Similarly, Walt Disney's theme parks and resorts as well as Disney Cruise Line and Disney Vacation
Club compete with other forms of entertainment, lodging, tourism and recreational activities. The
studio entertainment businesses compete with all forms of entertainment. A significant number of
companies produce and/or distribute theatrical and TV films, exploit products in the home
entertainment market, provide pay TV programming services and sponsor live theater. In the consumer
products segment, Walt Disney's online sites and products compete with a wide variety of other
online sites and products. Its video game business competes primarily with other publishers of video
game software and other types of home entertainment. The company's key competitors include
CBS, Fox Entertainment Group, Time Warner, Viacom, Liberty Media, Lions Gate Entertainment,
News Corporation, Oriental Land, Carnival Corporation, Marriott International, Starwood Hotels and
Resorts Worldwide, and Brunswick.
Competition in each of these areas may divert consumers from the company's services, which could
impact its revenues and market share.
Increasing piracy could impact revenues
Piracy of motion pictures, television programming, and video content poses significant challenges
to several of the company's businesses. Technological advances allowing the unauthorized
dissemination of motion pictures, television programming and other content in unprotected digital
formats, including through the internet, increases the threat of piracy. Such technological advances
make it easier to create, transmit and distribute high quality unauthorized copies of such content.
Piracy may affect the companys revenues as it may impact the sale of the DVDs. Similarly, according
to Cable and Satellite Broadcasting Association of Asia, lack of market transparency and tolerance
for illegal connections to cable systems have resulted in big losses in many Asian countries.
The proliferation of unauthorized copies and piracy of the company's products or the products it
licenses from third parties will reduce Walt Disney's revenues. In addition, developments in software
or devices that circumvent encryption technology increase the threat of unauthorized use and
distribution of digital broadcast satellite programming signals.

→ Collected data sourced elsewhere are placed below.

use serde::{Deserialize, Serialize};

use crate::{error::AppError, storage::db::SurrealDbClient, stored_object};

#[derive(Debug, Clone, Copy, Serialize, Deserialize, PartialEq, Eq)]
#[serde(rename_all = "snake_case")]
pub enum UploadStatus {
    Uploading,
    Completed,
    Error,
    Cancelled,
}

stored_object!(UploadRecord, "upload_record", {
    upload_id: String,
    payer_account: String,
    row_count: usize,
    status: UploadStatus,
    api_response: Option<String>,
    error_message: Option<String>
});

impl UploadRecord {
    pub fn new(upload_id: String, payer_account: String, row_count: usize) -> Self {
        let now = chrono::Utc::now();
        UploadRecord {
            id: uuid::Uuid::new_v4().to_string(),
            created_at: now,
            updated_at: now,
            upload_id,
            payer_account,
            row_count,
            status: UploadStatus::Uploading,
            api_response: None,
            error_message: None,
        }
    }

    pub async fn mark_completed(
        db: &SurrealDbClient,
        id: &str,
        api_response: Option<String>,
    ) -> Result<(), AppError> {
        if let Some(mut record) = db.get_item::<UploadRecord>(id).await? {
            record.status = UploadStatus::Completed;
            record.api_response = api_response;
            record.updated_at = chrono::Utc::now();
            db.store_item(record).await?;
        }
        Ok(())
    }

    pub async fn mark_error(db: &SurrealDbClient, id: &str, message: String) -> Result<(), AppError> {
        if let Some(mut record) = db.get_item::<UploadRecord>(id).await? {
            record.status = UploadStatus::Error;
            record.error_message = Some(message);
            record.updated_at = chrono::Utc::now();
            db.store_item(record).await?;
        }
        Ok(())
    }

    /// Bounded history lookup, newest first, capped at `limit` rows — mirrors
    /// the LIMIT/OFFSET pagination the upload-history endpoint exposes.
    pub async fn list_recent(db: &SurrealDbClient, limit: usize) -> Result<Vec<Self>, AppError> {
        let mut all = db.get_all_stored_items::<UploadRecord>().await?;
        all.sort_by(|a, b| b.created_at.cmp(&a.created_at));
        all.truncate(limit);
        Ok(all)
    }
}
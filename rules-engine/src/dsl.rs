//! Compiles the `TAG['key'] == 'literal' || DIMENSION['key'] CONTAINS 'literal'`
//! match-expression grammar into structured atoms, and unwraps the quoted
//! value-expression literal.

use regex::Regex;
use std::sync::OnceLock;
use thiserror::Error;

#[derive(Debug, Error, PartialEq, Eq)]
pub enum DslError {
    #[error("empty match expression")]
    EmptyExpression,
    #[error("unparseable atom: {0}")]
    UnparseableAtom(String),
    #[error("value expression is not a quoted literal: {0}")]
    InvalidValueExpression(String),
}

#[derive(Debug, Clone, Copy, PartialEq, Eq)]
pub enum Source {
    Tag,
    Dimension,
}

#[derive(Debug, Clone, Copy, PartialEq, Eq)]
pub enum Op {
    Eq,
    Contains,
}

#[derive(Debug, Clone, PartialEq, Eq)]
pub struct Atom {
    pub source: Source,
    pub key: String,
    pub op: Op,
    pub literal: String,
}

fn tag_pattern() -> &'static Regex {
    static RE: OnceLock<Regex> = OnceLock::new();
    RE.get_or_init(|| {
        Regex::new(r"TAG\['([^']+)'\]\s*(==|CONTAINS)\s*'([^']*)'")
            .expect("static tag pattern is valid")
    })
}

fn dim_pattern() -> &'static Regex {
    static RE: OnceLock<Regex> = OnceLock::new();
    RE.get_or_init(|| {
        Regex::new(r"(?:BUSINESS_)?DIMENSION\['([^']+)'\]\s*(==|CONTAINS)\s*'([^']*)'")
            .expect("static dimension pattern is valid")
    })
}

fn value_pattern() -> &'static Regex {
    static RE: OnceLock<Regex> = OnceLock::new();
    RE.get_or_init(|| Regex::new(r"^'([^']*)'$").expect("static value pattern is valid"))
}

fn parse_op(raw: &str) -> Op {
    if raw == "CONTAINS" {
        Op::Contains
    } else {
        Op::Eq
    }
}

/// Splits a match expression on ` || ` and parses each atom, trying the TAG
/// pattern then the DIMENSION pattern against the whole atom text (mirrors
/// the source project's independent-regex-search approach rather than a
/// tokenizing grammar, since the language has no nesting).
pub fn parse_match_expression(expr: &str) -> Result<Vec<Atom>, DslError> {
    let trimmed = expr.trim();
    if trimmed.is_empty() {
        return Err(DslError::EmptyExpression);
    }
    trimmed
        .split(" || ")
        .map(|part| parse_atom(part.trim()))
        .collect()
}

fn parse_atom(part: &str) -> Result<Atom, DslError> {
    if let Some(caps) = tag_pattern().captures(part) {
        return Ok(Atom {
            source: Source::Tag,
            key: caps[1].to_string(),
            op: parse_op(&caps[2]),
            literal: caps[3].to_string(),
        });
    }
    if let Some(caps) = dim_pattern().captures(part) {
        return Ok(Atom {
            source: Source::Dimension,
            key: caps[1].to_string(),
            op: parse_op(&caps[2]),
            literal: caps[3].to_string(),
        });
    }
    Err(DslError::UnparseableAtom(part.to_string()))
}

/// Unwraps a single-quoted value-expression literal.
pub fn parse_value_expression(expr: &str) -> Result<String, DslError> {
    let trimmed = expr.trim();
    value_pattern()
        .captures(trimmed)
        .map(|caps| caps[1].to_string())
        .ok_or_else(|| DslError::InvalidValueExpression(trimmed.to_string()))
}

#[cfg(test)]
mod tests {
    use super::*;

    #[test]
    fn parses_single_tag_eq_atom() {
        let atoms = parse_match_expression("TAG['env'] == 'prod'").unwrap();
        assert_eq!(atoms.len(), 1);
        assert_eq!(atoms[0].source, Source::Tag);
        assert_eq!(atoms[0].key, "env");
        assert_eq!(atoms[0].op, Op::Eq);
        assert_eq!(atoms[0].literal, "prod");
    }

    #[test]
    fn parses_disjunction_of_mixed_atoms() {
        let atoms =
            parse_match_expression("TAG['env'] == 'prod' || DIMENSION['tier'] CONTAINS 'gold'")
                .unwrap();
        assert_eq!(atoms.len(), 2);
        assert_eq!(atoms[1].source, Source::Dimension);
        assert_eq!(atoms[1].op, Op::Contains);
    }

    #[test]
    fn business_dimension_prefix_normalizes_to_dimension() {
        let atoms = parse_match_expression("BUSINESS_DIMENSION['tier'] == 'gold'").unwrap();
        assert_eq!(atoms[0].source, Source::Dimension);
        assert_eq!(atoms[0].key, "tier");
    }

    #[test]
    fn rejects_empty_expression() {
        assert_eq!(parse_match_expression("   "), Err(DslError::EmptyExpression));
    }

    #[test]
    fn rejects_unparseable_atom() {
        let result = parse_match_expression("NOT_A_THING['x'] == 'y'");
        assert!(matches!(result, Err(DslError::UnparseableAtom(_))));
    }

    #[test]
    fn unwraps_value_literal() {
        assert_eq!(parse_value_expression("'Production'").unwrap(), "Production");
    }

    #[test]
    fn rejects_unquoted_value() {
        assert!(parse_value_expression("Production").is_err());
    }
}
pub mod accounts;
pub mod assets;
pub mod auth;
pub mod client;
pub mod upload;

pub use accounts::{Account, AccountListing};
pub use assets::{AssetQuery, FilterMode};
pub use auth::Credentials;
pub use client::UmbrellaClient;
pub use upload::{ImportStatus, PresignedUpload, UploadMode};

Changing consumer tastes and preferences
The changing consumer tastes and preferences play a major role in the sustainability of the companys
business. The company offers entertainment, travel or consumer products whose success depends
substantially on consumer tastes and preferences that change in often unpredictable ways. In order
to remain competent the company should consistently create and distribute filmed entertainment,
broadcast and cable programming, online material, electronic games, theme park attractions, hotels
and other resort facilities and travel experiences and consumer products that meet the changing
preferences of the broad consumer market. The company should also respond to competition from
an expanding array of choices facilitated by technological developments in the delivery of content.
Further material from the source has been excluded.